BELARUS NEWS AND ANALYSIS

DATE:

12/12/2006

Catholics in Belarus stop hunger strike after getting OK for church

Parishioners and their priest in Grodno, Belarus, stopped a hunger strike after local officials tentatively agreed to build a church following nearly 10 years of dispute over a building permit.

Officials said the final decision to allow the construction depends on a surveyor's report, said Father Antoni Gremza, spokesman for the Grodno Diocese.

Father Gremza told the Polish newspaper Gazeta Wyborcza that the parish had been asked to pay for the survey, although the parish presented its own survey earlier this year.

Bishop Aleksander Kaszkiewicz of Grodno received a signed "initial accord" Dec. 7 from the city's deputy mayor to allow church construction. The district's governor also signed a note supporting the building site.

Sixteen women launched the protest with Father Aleksander Szemiet of Our Lady of Mercy Parish in Grodno Dec. 1 in a heated wooden shelter that has been used for Mass since the parish was registered in 1997.

The protesters, ages 34-79, were ethnic Belarusians, Poles and Russians. Local newspapers reported that two elderly Catholics had been hospitalized early in the strike, but had vowed to continue the action after being discharged.

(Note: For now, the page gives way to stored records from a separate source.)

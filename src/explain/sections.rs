//! Splits a free-form completion into the four answer sections.
//!
//! Headers are located in order: each one is searched for only after the
//! previous section's header, so a stray "Example:" inside the explanation
//! never becomes the example section. A section's text runs up to the next
//! located header (or end of text). Headers are matched case-insensitively
//! and markdown decoration around them (`**`, `__`, `#`) is optional.

use std::sync::LazyLock;

use regex::{Match, Regex};

use super::types::ExplanationSections;

/// Sections in the order the model is asked to emit them.
#[derive(Debug, Clone, Copy, PartialEq, Eq)]
pub enum Section {
    Explanation,
    Steps,
    Example,
    Summary,
}

impl Section {
    pub const ALL: [Section; 4] = [
        Section::Explanation,
        Section::Steps,
        Section::Example,
        Section::Summary,
    ];

    pub fn label(self) -> &'static str {
        match self {
            Section::Explanation => "EXPLANATION",
            Section::Steps => "STEPS",
            Section::Example => "EXAMPLE",
            Section::Summary => "SUMMARY",
        }
    }

    fn index(self) -> usize {
        self as usize
    }

    /// First header for this section at or after `from`. A header opening a
    /// line wins over a bold one in the middle of a line.
    fn find_header<'c>(self, content: &'c str, from: usize) -> Option<Match<'c>> {
        let (line, inline) = &HEADERS[self.index()];
        line.find_at(content, from)
            .or_else(|| inline.find_at(content, from))
    }
}

/// Header opening a line: `STEPS:`, `## Steps:`, `**STEPS:**`, `**Steps**:`.
fn line_header_pattern(label: &str) -> String {
    format!(
        r"(?im)^[ \t]*(?:#{{1,6}}[ \t]*)?(?:(?:\*\*|__)[ \t]*)?{label}[ \t]*(?:(?:\*\*|__)[ \t]*)?:(?:[ \t]*(?:\*\*|__))?"
    )
}

/// Bold header anywhere in a line: `... **STEPS:** ...`.
fn inline_header_pattern(label: &str) -> String {
    format!(
        r"(?i)(?:\*\*|__)[ \t]*{label}[ \t]*(?::[ \t]*(?:\*\*|__)|(?:\*\*|__)[ \t]*:)"
    )
}

static HEADERS: LazyLock<Vec<(Regex, Regex)>> = LazyLock::new(|| {
    Section::ALL
        .iter()
        .map(|s| {
            (
                Regex::new(&line_header_pattern(s.label())).unwrap(),
                Regex::new(&inline_header_pattern(s.label())).unwrap(),
            )
        })
        .collect()
});

/// `(start, end)` of each section's header, located in section order.
/// A section whose header is missing does not move the search position.
fn locate_headers(content: &str) -> [Option<(usize, usize)>; 4] {
    let mut cursor = 0;
    Section::ALL.map(|section| {
        let header = section.find_header(content, cursor)?;
        cursor = header.end();
        Some((header.start(), header.end()))
    })
}

fn section_text(content: &str, headers: &[Option<(usize, usize)>; 4], section: Section) -> String {
    let Some((_, start)) = headers[section.index()] else {
        return String::new();
    };
    let end = headers[section.index() + 1..]
        .iter()
        .flatten()
        .map(|&(next_start, _)| next_start)
        .next()
        .unwrap_or(content.len());

    content[start..end].trim().to_string()
}

/// Text belonging to `section`, trimmed. Empty when its header is absent.
pub fn extract_section(content: &str, section: Section) -> String {
    section_text(content, &locate_headers(content), section)
}

/// Parse a completion into sections. Never fails: when neither the
/// explanation nor the steps could be found, the whole completion becomes
/// the explanation and the other fields stay empty.
pub fn parse_sections(content: &str) -> ExplanationSections {
    let headers = locate_headers(content);
    let explanation = section_text(content, &headers, Section::Explanation);
    let steps = section_text(content, &headers, Section::Steps);

    if explanation.is_empty() && steps.is_empty() {
        return ExplanationSections {
            explanation: content.to_string(),
            ..Default::default()
        };
    }

    ExplanationSections {
        explanation,
        steps,
        example: section_text(content, &headers, Section::Example),
        summary: section_text(content, &headers, Section::Summary),
    }
}

#[cfg(test)]
mod tests {
    use super::*;

    #[test]
    fn test_parse_well_formed() {
        let input = "**EXPLANATION:**A\n\n**STEPS:**B\n\n**EXAMPLE:**C\n\n**SUMMARY:**D";
        let sections = parse_sections(input);
        assert_eq!(
            sections,
            ExplanationSections {
                explanation: "A".into(),
                steps: "B".into(),
                example: "C".into(),
                summary: "D".into(),
            }
        );
    }

    #[test]
    fn test_parse_no_markers_falls_back() {
        let input = "The area of a circle is pi times the radius squared.";
        let sections = parse_sections(input);
        assert_eq!(sections.explanation, input);
        assert_eq!(sections.steps, "");
        assert_eq!(sections.example, "");
        assert_eq!(sections.summary, "");
    }

    #[test]
    fn test_parse_empty_input() {
        assert_eq!(parse_sections(""), ExplanationSections::default());
    }

    #[test]
    fn test_missing_middle_sections_do_not_leak() {
        let input = "**EXPLANATION:**\nGravity pulls things down.\n\n**SUMMARY:**\nThings fall.";
        let sections = parse_sections(input);
        assert_eq!(sections.explanation, "Gravity pulls things down.");
        assert_eq!(sections.steps, "");
        assert_eq!(sections.example, "");
        assert_eq!(sections.summary, "Things fall.");
    }

    #[test]
    fn test_case_insensitive_and_undecorated() {
        let input = "Explanation:\nfirst\n\nsteps:\n1. a\n2. b\n\nExample:\nx = 2\n\nSummary:\ndone";
        let sections = parse_sections(input);
        assert_eq!(sections.explanation, "first");
        assert_eq!(sections.steps, "1. a\n2. b");
        assert_eq!(sections.example, "x = 2");
        assert_eq!(sections.summary, "done");
    }

    #[test]
    fn test_heading_and_colon_outside_bold() {
        let input = "## Explanation:\none\n\n**Steps**:\ntwo\n\n### **EXAMPLE:**\nthree\n\n**Summary:**\nfour";
        let sections = parse_sections(input);
        assert_eq!(sections.explanation, "one");
        assert_eq!(sections.steps, "two");
        assert_eq!(sections.example, "three");
        assert_eq!(sections.summary, "four");
    }

    #[test]
    fn test_inline_words_are_not_headers() {
        let input = "**EXPLANATION:**\nA circle, for example: a coin.\n\n**STEPS:**\n1. Measure the radius";
        let sections = parse_sections(input);
        assert_eq!(sections.explanation, "A circle, for example: a coin.");
        assert_eq!(sections.steps, "1. Measure the radius");
        assert_eq!(sections.example, "");
    }

    #[test]
    fn test_trailing_content_goes_to_summary() {
        let input = "**EXPLANATION:** a\n**STEPS:** b\n**EXAMPLE:** c\n**SUMMARY:** d\n\n\nLet me know if you have questions!\n";
        let sections = parse_sections(input);
        assert_eq!(sections.summary, "d\n\n\nLet me know if you have questions!");
    }

    #[test]
    fn test_preamble_before_first_header_is_dropped() {
        let input = "Sure! Here you go.\n\n**EXPLANATION:**\nbody\n\n**STEPS:**\n1. go";
        let sections = parse_sections(input);
        assert_eq!(sections.explanation, "body");
        assert_eq!(sections.steps, "1. go");
    }

    #[test]
    fn test_only_example_and_summary_falls_back() {
        // Fallback keys on explanation and steps only.
        let input = "**EXAMPLE:**\n2 + 2 = 4\n\n**SUMMARY:**\nAddition.";
        let sections = parse_sections(input);
        assert_eq!(sections.explanation, input);
        assert_eq!(sections.example, "");
        assert_eq!(sections.summary, "");
    }

    #[test]
    fn test_steps_without_explanation() {
        let input = "**STEPS:**\n1. one\n\n**SUMMARY:**\nok";
        let sections = parse_sections(input);
        assert_eq!(sections.explanation, "");
        assert_eq!(sections.steps, "1. one");
        assert_eq!(sections.summary, "ok");
    }

    #[test]
    fn test_example_line_inside_explanation_stays_there() {
        let input = "**EXPLANATION:**\nArea is pi r^2.\nExample: a coin.\n\n**STEPS:**\n1. Square r.\n\n**EXAMPLE:**\nr = 2 gives 4 pi.\n\n**SUMMARY:**\nDone.";
        let sections = parse_sections(input);
        assert_eq!(sections.explanation, "Area is pi r^2.\nExample: a coin.");
        assert_eq!(sections.steps, "1. Square r.");
        assert_eq!(sections.example, "r = 2 gives 4 pi.");
        assert_eq!(sections.summary, "Done.");
    }

    #[test]
    fn test_inline_bold_example_inside_steps_stays_there() {
        let input = "**EXPLANATION:**\nArea is pi r^2.\n\n**STEPS:**\n1. Square r. **Example:** r=1\n2. Multiply.\n\n**EXAMPLE:**\nr = 2 gives 4 pi.\n\n**SUMMARY:**\nDone.";
        let sections = parse_sections(input);
        assert_eq!(sections.explanation, "Area is pi r^2.");
        assert_eq!(sections.steps, "1. Square r. **Example:** r=1\n2. Multiply.");
        assert_eq!(sections.example, "r = 2 gives 4 pi.");
        assert_eq!(sections.summary, "Done.");
    }

    #[test]
    fn test_headers_inline_on_one_line() {
        let input = "Sure! **EXPLANATION:** body **STEPS:** go **SUMMARY:** end";
        let sections = parse_sections(input);
        assert_eq!(sections.explanation, "body");
        assert_eq!(sections.steps, "go");
        assert_eq!(sections.example, "");
        assert_eq!(sections.summary, "end");
    }

    #[test]
    fn test_out_of_order_header_is_ignored() {
        let input = "**SUMMARY:** early\n**EXPLANATION:** a\n**STEPS:** b";
        let sections = parse_sections(input);
        assert_eq!(sections.explanation, "a");
        assert_eq!(sections.steps, "b");
        assert_eq!(sections.summary, "");
    }

    #[test]
    fn test_extract_single_section() {
        let input = "**EXPLANATION:** x\n**EXAMPLE:** y";
        assert_eq!(extract_section(input, Section::Explanation), "x");
        assert_eq!(extract_section(input, Section::Steps), "");
        assert_eq!(extract_section(input, Section::Example), "y");
    }
}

Father Szemiet told Gazeta Wyborcza the protesters "are ready to restart it at any moment if the authorities again try to withdraw their decision."

The Catholic Church makes up 14 percent of Belarus' population of 10.3 million, and officials have complained of discrimination under President Aleksander Lukashenka, who was re-elected last March amid claims of ballot-rigging and intimidation.